Honestly if you would instruct your daughter about caution then you would surely teach your son about consent. In the long run, this would make the world a safer place for girls than any caution ever could. Teaching girls to be careful not to get a sexually assaulted yet failing to teach boys not to rape is gross negligence on society’s part. Is masculinity so fragile & delicate that we deem it more important to train girls to reject boys politely than it is to train boys to accept rejection with dignity?

Dress codes are one of the things perpetuating rape culture the most. Telling women that they were asking for it by the tightness of their top or the length of the slit on the side of their dress is bogus. Months old babies get defiled all the time & so do Arab women wearing burqas which cover their entire body, were they asking for it too? I’ll have you know that rape by definition cannot be asked for. It’s defined as unlawful sexual activity, usually sexual intercourse, carried out forcibly or under threat of injury against the will, usually of a female or with an underage person or person incapable of valid consent.

So how in the world is a woman asking for it just because you find her skirt too revealing? It’s a thing of power & violence so quit telling boys that the length of a girl’s skirt is to blame for his lack self control. Our clothes do not determine our consent. Clothes do not come into this. Hell if they did, I’ve watched the old Christian movies & those men that crucified Jesus had skirts so short, they would make Rihanna proud. Yet somehow women managed not to rape them. Like I said, clothes have no bearing here.

We need to raise our sons with the understanding that: Stop OR Turning away OR I don’t want to OR Shoving you away OR Leave me alone OR I’m not ready OR I don’t feel like it OR Being drunk/ drugged OR Get away OR Screaming OR Don’t OR Crying; are all indications of lack of consent. Also if you make me afraid to say no i.e. you are my superior, lecturer, boss, I owe you, I need a favour from you, you threaten me; it’s not consent. Our boys need to learn from a very early age that only a sober, firm, uninfluenced “Yes” is consent.
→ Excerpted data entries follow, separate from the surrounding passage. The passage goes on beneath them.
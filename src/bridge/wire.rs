//! # Duplex Wire Signals
//!
//! JSON text frames exchanged with the telephony media stream.
//!
//! ## Inbound events:
//! - `connected`: stream opened, carries nothing the bridge needs
//! - `start`: call metadata, declared media format and custom parameters
//! - `media`: one 20ms chunk of base64 μ-law audio
//! - `mark` / `dtmf`: acknowledged and ignored
//! - `stop`: the caller side is done
//!
//! Anything else still parses (as [`InboundSignal::Unknown`]) so a new event
//! type from the provider never ends a call.
//!
//! ## Outbound:
//! ```json
//! {"event":"media","streamSid":"MZ...","media":{"payload":"//8A..."}}
//! ```

use crate::audio::frame::{AudioEncoding, WireFormat};
use crate::config::BridgeConfig;
use crate::error::{BridgeError, BridgeResult};
use serde::{Deserialize, Serialize};

/// Display name of the participant representing the caller.
pub const CALLER_DISPLAY_NAME: &str = "Phone Caller";

/// One inbound event from the duplex stream.
#[derive(Debug, Clone, Deserialize)]
#[serde(tag = "event", rename_all = "lowercase")]
pub enum InboundSignal {
    Connected,
    Start {
        #[serde(rename = "streamSid", default)]
        stream_sid: Option<String>,
        start: StartInfo,
    },
    Media {
        #[serde(rename = "sequenceNumber", default)]
        sequence_number: Option<SequenceNumber>,
        media: MediaInfo,
    },
    Mark,
    Dtmf,
    Stop,
    #[serde(other)]
    Unknown,
}

impl InboundSignal {
    /// Event name, for logs.
    pub fn name(&self) -> &'static str {
        match self {
            InboundSignal::Connected => "connected",
            InboundSignal::Start { .. } => "start",
            InboundSignal::Media { .. } => "media",
            InboundSignal::Mark => "mark",
            InboundSignal::Dtmf => "dtmf",
            InboundSignal::Stop => "stop",
            InboundSignal::Unknown => "unknown",
        }
    }
}

/// Providers send sequence numbers as strings; accept plain numbers too.
#[derive(Debug, Clone, PartialEq, Deserialize)]
#[serde(untagged)]
pub enum SequenceNumber {
    Text(String),
    Number(u64),
}

impl SequenceNumber {
    pub fn value(&self) -> Option<u64> {
        match self {
            SequenceNumber::Text(text) => text.parse().ok(),
            SequenceNumber::Number(number) => Some(*number),
        }
    }
}

/// Body of a `start` event.
#[derive(Debug, Clone, Default, Deserialize)]
#[serde(rename_all = "camelCase")]
pub struct StartInfo {
    #[serde(default)]
    pub call_sid: Option<String>,
    #[serde(default)]
    pub stream_sid: Option<String>,
    #[serde(default)]
    pub media_format: Option<MediaFormat>,
    #[serde(default)]
    pub custom_parameters: CustomParameters,
}

/// Format the provider says it will send.
#[derive(Debug, Clone, PartialEq, Deserialize)]
#[serde(rename_all = "camelCase")]
pub struct MediaFormat {
    pub encoding: String,
    pub sample_rate: u32,
    pub channels: u16,
}

impl MediaFormat {
    /// Whether the declared format is the one this bridge decodes.
    pub fn matches(&self, expected: &WireFormat) -> bool {
        AudioEncoding::from_mime(&self.encoding) == Some(expected.encoding)
            && self.sample_rate == expected.sample_rate
            && self.channels == expected.channels
    }
}

/// Parameters attached by the call-setup step.
#[derive(Debug, Clone, Default, Deserialize)]
pub struct CustomParameters {
    #[serde(rename = "roomName", default)]
    pub room_name: Option<String>,
    #[serde(rename = "fromNumber", default)]
    pub from_number: Option<String>,
    #[serde(rename = "callSid", default)]
    pub call_sid: Option<String>,
}

/// Body of a `media` event.
#[derive(Debug, Clone, Deserialize)]
pub struct MediaInfo {
    pub payload: String,
    #[serde(default)]
    pub track: Option<String>,
}

/// Who a call is, where it goes, and the stream to answer on.
#[derive(Debug, Clone, PartialEq)]
pub struct CallMetadata {
    pub call_sid: String,
    pub stream_sid: String,
    pub room_name: String,
    pub identity: String,
    pub display_name: String,
}

/// Resolve call metadata from a `start` event.
///
/// ## Fallbacks:
/// - call id: `start.callSid`, then `customParameters.callSid`
/// - stream id: top-level `streamSid`, then `start.streamSid`
/// - room: `customParameters.roomName`, then `<room_prefix><callSid>`
/// - identity: `<identity_prefix><fromNumber>`, then `<identity_prefix><callSid>`
pub fn resolve_call(
    stream_sid: Option<&str>,
    start: &StartInfo,
    bridge: &BridgeConfig,
) -> BridgeResult<CallMetadata> {
    let params = &start.custom_parameters;

    let call_sid = non_empty(start.call_sid.as_deref())
        .or_else(|| non_empty(params.call_sid.as_deref()))
        .ok_or_else(|| BridgeError::Protocol("start event has no callSid".to_string()))?;

    let stream_sid = non_empty(stream_sid)
        .or_else(|| non_empty(start.stream_sid.as_deref()))
        .ok_or_else(|| BridgeError::Protocol("start event has no streamSid".to_string()))?;

    let room_name = non_empty(params.room_name.as_deref())
        .map(str::to_string)
        .unwrap_or_else(|| format!("{}{}", bridge.room_prefix, call_sid));

    let caller = non_empty(params.from_number.as_deref()).unwrap_or(call_sid);

    Ok(CallMetadata {
        call_sid: call_sid.to_string(),
        stream_sid: stream_sid.to_string(),
        room_name,
        identity: format!("{}{}", bridge.identity_prefix, caller),
        display_name: CALLER_DISPLAY_NAME.to_string(),
    })
}

fn non_empty(value: Option<&str>) -> Option<&str> {
    value.map(str::trim).filter(|v| !v.is_empty())
}

/// Parse one text frame.
pub fn parse_signal(text: &str) -> BridgeResult<InboundSignal> {
    Ok(serde_json::from_str(text)?)
}

/// One outbound event written to the duplex stream.
#[derive(Debug, Clone, PartialEq, Serialize)]
#[serde(tag = "event", rename_all = "lowercase")]
pub enum OutboundSignal {
    Media {
        #[serde(rename = "streamSid")]
        stream_sid: String,
        media: OutboundMedia,
    },
}

#[derive(Debug, Clone, PartialEq, Serialize)]
pub struct OutboundMedia {
    pub payload: String,
}

impl OutboundSignal {
    pub fn media(stream_sid: impl Into<String>, payload: String) -> Self {
        OutboundSignal::Media {
            stream_sid: stream_sid.into(),
            media: OutboundMedia { payload },
        }
    }

    pub fn to_json(&self) -> BridgeResult<String> {
        Ok(serde_json::to_string(self)?)
    }
}

#[cfg(test)]
mod tests {
    use super::*;
    use crate::config::AppConfig;

    const START: &str = r#"{
        "event": "start",
        "sequenceNumber": "1",
        "start": {
            "accountSid": "AC123",
            "streamSid": "MZ123",
            "callSid": "CA1",
            "tracks": ["inbound"],
            "mediaFormat": {"encoding": "audio/x-mulaw", "sampleRate": 8000, "channels": 1},
            "customParameters": {"roomName": "call-CA1", "fromNumber": "+15550100"}
        },
        "streamSid": "MZ123"
    }"#;

    #[test]
    fn test_parse_start() {
        let signal = parse_signal(START).unwrap();
        let InboundSignal::Start { stream_sid, start } = signal else {
            panic!("expected start");
        };

        let bridge = AppConfig::default().bridge;
        let call = resolve_call(stream_sid.as_deref(), &start, &bridge).unwrap();
        assert_eq!(call.call_sid, "CA1");
        assert_eq!(call.stream_sid, "MZ123");
        assert_eq!(call.room_name, "call-CA1");
        assert_eq!(call.identity, "phone-+15550100");
        assert_eq!(call.display_name, "Phone Caller");

        let format = start.media_format.unwrap();
        assert!(format.matches(&AppConfig::default().wire_format()));
    }

    #[test]
    fn test_resolve_fallbacks() {
        let start = StartInfo {
            stream_sid: Some("MZ9".to_string()),
            custom_parameters: CustomParameters {
                call_sid: Some("CA9".to_string()),
                room_name: Some("  ".to_string()),
                ..Default::default()
            },
            ..Default::default()
        };

        let call = resolve_call(None, &start, &AppConfig::default().bridge).unwrap();
        assert_eq!(call.stream_sid, "MZ9");
        assert_eq!(call.room_name, "call-CA9");
        assert_eq!(call.identity, "phone-CA9");

        let err = resolve_call(Some("MZ9"), &StartInfo::default(), &AppConfig::default().bridge);
        assert!(matches!(err, Err(BridgeError::Protocol(_))));
    }

    #[test]
    fn test_parse_media_and_control_events() {
        let media = parse_signal(
            r#"{"event":"media","sequenceNumber":"3","streamSid":"MZ123",
                "media":{"track":"inbound","chunk":"1","timestamp":"5","payload":"//8="}}"#,
        )
        .unwrap();
        match media {
            InboundSignal::Media { sequence_number, media } => {
                assert_eq!(sequence_number.and_then(|s| s.value()), Some(3));
                assert_eq!(media.payload, "//8=");
            }
            other => panic!("expected media, got {:?}", other),
        }

        assert!(matches!(
            parse_signal(r#"{"event":"stop","streamSid":"MZ123","stop":{"callSid":"CA1"}}"#),
            Ok(InboundSignal::Stop)
        ));
        assert!(matches!(
            parse_signal(r#"{"event":"connected","protocol":"Call","version":"1.0.0"}"#),
            Ok(InboundSignal::Connected)
        ));
        assert!(matches!(
            parse_signal(r#"{"event":"mark","mark":{"name":"greeting"}}"#),
            Ok(InboundSignal::Mark)
        ));
        assert!(matches!(
            parse_signal(r#"{"event":"something-new"}"#),
            Ok(InboundSignal::Unknown)
        ));
    }

    #[test]
    fn test_malformed_signals_are_protocol_errors() {
        for text in ["not json", r#"{"event":"media"}"#, r#"{"no_event":1}"#] {
            assert!(matches!(parse_signal(text), Err(BridgeError::Protocol(_))), "{}", text);
        }
    }

    #[test]
    fn test_outbound_media_shape() {
        let json = OutboundSignal::media("MZ123", "//8=".to_string()).to_json().unwrap();
        let value: serde_json::Value = serde_json::from_str(&json).unwrap();
        assert_eq!(
            value,
            serde_json::json!({"event": "media", "streamSid": "MZ123", "media": {"payload": "//8="}})
        );
    }

    #[test]
    fn test_mismatched_format() {
        let format = MediaFormat {
            encoding: "audio/x-mulaw".to_string(),
            sample_rate: 16000,
            channels: 1,
        };
        assert!(!format.matches(&AppConfig::default().wire_format()));
    }
}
Stop victim shaming, blaming & finding excuses for men. Let’s apportion blame where it lies. At the feet of the rapists. Women don’t get raped because they were drunk or took drugs or not careful enough. Women get raped because someone raped them. Rape is only the woman’s fault when she’s the rapist.

Caroline should know that it was not her fault. That she didn’t deserve it. And that they are those of us among her friends that will be here to support her get through this. It was ugly, traumatic & God only knows what else. I am deeply sorry it happened to you & I pray the scars he left on your soul don’t define you eternally.

I stand with you Caroline & with all the other victims out there who may or may not have come forward. For all the Carolines out there, this is for you.